Tartuffe’s mastery of deceptions and tricks is the third factor. The evil in Tartuffe’s robe is disguised as piety, ethics and virtue. Orgon liked Tartuffe due to her strong bond with virtue. Orgon also thought that Tartuffe showed his respect for his wife by paying attention and caring about her. Tartuffe was chosen to protect his family as his wife had doubts. Orgon told a grandson that Tartuffe’s interest in his wife was reassuring. She is innocent but very tempting. What does she see? He has never been more horrifying. I am honored that he seems to be very worried’. The distance between reality, and the appearance of things is shown in this section. Tartuffe’s husband is unaware that he is being vigilant towards Elmire, and does not want to seduce Elmire.
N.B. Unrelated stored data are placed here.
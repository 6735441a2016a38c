// src/lib.rs

pub mod agent;
pub mod bridge;
pub mod config;
pub mod error;
pub mod security;
pub mod telegram;
pub mod terminal;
Orgon’s trust in Tartuffe is based on many factors. This includes a claim of piety by Tartuffe, who goes to church daily and stands in an area where everyone can see him. Tartuffe uses Orgon’s increasing emotional impact to seduce him and make seductive arguments. Tricks and imagination are used to disguise evil under the guise of goodness. For instance, Orgon accuses his wife for her temptations. Tartuffe can make Orgon believe he’s a good man, but he really is evil.
Moliere ‘Tartuffe’. The Norton Anthology of World Literature is a comprehensive collection of international works. 144-171. 4th Edition, VOL D. New York & London. www.wwnorton.com [Accessed 12 Feb. 2019].